Tuesday, 16 December 2003

This close to a Pakistani power vacuum

Pervez Musharraf, the current President of Pakistan, barely escaped an assasination attempt
yesterday. A very advanced assasination attempt, by all accounts. The
people who almost pulled this off are not amateurs. They know that
without Musharraf Pakistan would most likely fall into the hands of
religious extremists in the same manner as Iran and Afghanistan. Try to
imagine what would happen if the nuclear state of Pakistan was taken
over by an Osama bin Laden. We're talking real weapons of mass destruction here, not those imaginary fake ones:

"The 'very expert men' who tried to assassinate Pakistan's
president used a sophisticated bomb with an estimated 550 pounds of
explosives planted in five places under a bridge - but it blew up
seconds too late, officials said Tuesday.
Investigators have yet to identify any suspects in Sunday evening's
attack, which caused no injuries but cast an ominous shadow over
President Gen.

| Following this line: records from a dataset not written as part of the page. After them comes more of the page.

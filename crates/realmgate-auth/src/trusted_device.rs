//! Trusted devices.
//!
//! A trusted device bypasses MFA challenges until its record expires. The
//! fingerprint is the shared SHA-256 of IP + normalized user agent, so the
//! same browser keeps its trust across version upgrades.

use async_trait::async_trait;
use chrono::{DateTime, Duration, Utc};
use parking_lot::RwLock;
use realmgate_core::clock::SharedClock;
use realmgate_core::device;
use realmgate_core::error::Result;
use realmgate_core::id::{DeviceId, UserId};
use serde::{Deserialize, Serialize};
use std::sync::Arc;

/// A trusted device record
#[derive(Debug, Clone, Serialize, Deserialize)]
pub struct MfaTrustedDevice {
    pub id: DeviceId,
    pub user_id: UserId,
    pub device_fingerprint: String,
    pub device_name: Option<String>,
    pub trusted_at: DateTime<Utc>,
    pub last_used_at: Option<DateTime<Utc>>,
    pub expires_at: Option<DateTime<Utc>>,
}

impl MfaTrustedDevice {
    pub fn is_active(&self, at: DateTime<Utc>) -> bool {
        match self.expires_at {
            None => true,
            Some(expires) => at < expires,
        }
    }
}

/// Storage contract for trusted devices
#[async_trait]
pub trait TrustedDeviceStore: Send + Sync {
    async fn insert(&self, device: &MfaTrustedDevice) -> Result<()>;

    async fn find(&self, user_id: UserId, fingerprint: &str) -> Result<Option<MfaTrustedDevice>>;

    async fn touch(&self, id: DeviceId, at: DateTime<Utc>) -> Result<()>;

    async fn list_for_user(&self, user_id: UserId) -> Result<Vec<MfaTrustedDevice>>;

    async fn delete(&self, id: DeviceId) -> Result<()>;

    async fn delete_all_for_user(&self, user_id: UserId) -> Result<u64>;

    async fn delete_expired(&self, now: DateTime<Utc>) -> Result<u64>;
}

/// Trusted-device bookkeeping for one realm
pub struct TrustedDeviceManager<S: TrustedDeviceStore + ?Sized> {
    store: Arc<S>,
    clock: SharedClock,
}

impl<S: TrustedDeviceStore + ?Sized> TrustedDeviceManager<S> {
    pub fn new(store: Arc<S>, clock: SharedClock) -> Self {
        Self { store, clock }
    }

    /// Record trust for the device behind `(ip, user_agent)`
    pub async fn trust_device(
        &self,
        user_id: UserId,
        ip: &str,
        user_agent: &str,
        name: Option<&str>,
        expires_in_days: Option<i64>,
    ) -> Result<MfaTrustedDevice> {
        let now = self.clock.now();
        let fingerprint = device::fingerprint(ip, user_agent);

        // Re-trusting an already-known device refreshes it in place.
        if let Some(existing) = self.store.find(user_id, &fingerprint).await? {
            self.store.delete(existing.id).await?;
        }

        let record = MfaTrustedDevice {
            id: DeviceId::new(),
            user_id,
            device_fingerprint: fingerprint,
            device_name: name
                .map(String::from)
                .or_else(|| Some(device::device_name(user_agent))),
            trusted_at: now,
            last_used_at: None,
            expires_at: expires_in_days.map(|days| now + Duration::days(days)),
        };

        self.store.insert(&record).await?;
        Ok(record)
    }

    /// Whether `(ip, user_agent)` maps to a live trusted device; a hit
    /// refreshes `last_used_at`.
    pub async fn is_device_trusted(
        &self,
        user_id: UserId,
        ip: &str,
        user_agent: &str,
    ) -> Result<bool> {
        let now = self.clock.now();
        let fingerprint = device::fingerprint(ip, user_agent);

        match self.store.find(user_id, &fingerprint).await? {
            Some(record) if record.is_active(now) => {
                self.store.touch(record.id, now).await?;
                Ok(true)
            }
            _ => Ok(false),
        }
    }

    pub async fn list_devices(&self, user_id: UserId) -> Result<Vec<MfaTrustedDevice>> {
        self.store.list_for_user(user_id).await
    }

    pub async fn remove_device(&self, id: DeviceId) -> Result<()> {
        self.store.delete(id).await
    }

    pub async fn remove_all_devices(&self, user_id: UserId) -> Result<u64> {
        self.store.delete_all_for_user(user_id).await
    }

    pub async fn prune_expired(&self) -> Result<u64> {
        self.store.delete_expired(self.clock.now()).await
    }
}

/// In-memory trusted-device store
pub struct InMemoryTrustedDeviceStore {
    devices: RwLock<Vec<MfaTrustedDevice>>,
}

impl InMemoryTrustedDeviceStore {
    pub fn new() -> Self {
        Self {
            devices: RwLock::new(Vec::new()),
        }
    }
}

impl Default for InMemoryTrustedDeviceStore {
    fn default() -> Self {
        Self::new()
    }
}

#[async_trait]
impl TrustedDeviceStore for InMemoryTrustedDeviceStore {
    async fn insert(&self, device: &MfaTrustedDevice) -> Result<()> {
        self.devices.write().push(device.clone());
        Ok(())
    }

    async fn find(&self, user_id: UserId, fingerprint: &str) -> Result<Option<MfaTrustedDevice>> {
        Ok(self
            .devices
            .read()
            .iter()
            .find(|d| d.user_id == user_id && d.device_fingerprint == fingerprint)
            .cloned())
    }

    async fn touch(&self, id: DeviceId, at: DateTime<Utc>) -> Result<()> {
        let mut devices = self.devices.write();
        if let Some(device) = devices.iter_mut().find(|d| d.id == id) {
            device.last_used_at = Some(at);
        }
        Ok(())
    }

    async fn list_for_user(&self, user_id: UserId) -> Result<Vec<MfaTrustedDevice>> {
        Ok(self
            .devices
            .read()
            .iter()
            .filter(|d| d.user_id == user_id)
            .cloned()
            .collect())
    }

    async fn delete(&self, id: DeviceId) -> Result<()> {
        self.devices.write().retain(|d| d.id != id);
        Ok(())
    }

    async fn delete_all_for_user(&self, user_id: UserId) -> Result<u64> {
        let mut devices = self.devices.write();
        let before = devices.len();
        devices.retain(|d| d.user_id != user_id);
        Ok((before - devices.len()) as u64)
    }

    async fn delete_expired(&self, now: DateTime<Utc>) -> Result<u64> {
        let mut devices = self.devices.write();
        let before = devices.len();
        devices.retain(|d| d.is_active(now));
        Ok((before - devices.len()) as u64)
    }
}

Pervez Musharraf and the future of a country divided
over the war on terrorism.
It also focused attention on the fact that there is no clear successor
to Musharraf, a key U.S. ally who has angered hard-liners by reversing
Pakistan's support for the Taliban regime in Afghanistan after the
Sept. 11 attacks on the United States.
Musharraf says homegrown religious extremists were the most likely
perpetrators, but preliminary reports of the sophistication and scale
of the bomb have raised the possibility that outside terrorist groups
such as al-Qaida may have been involved."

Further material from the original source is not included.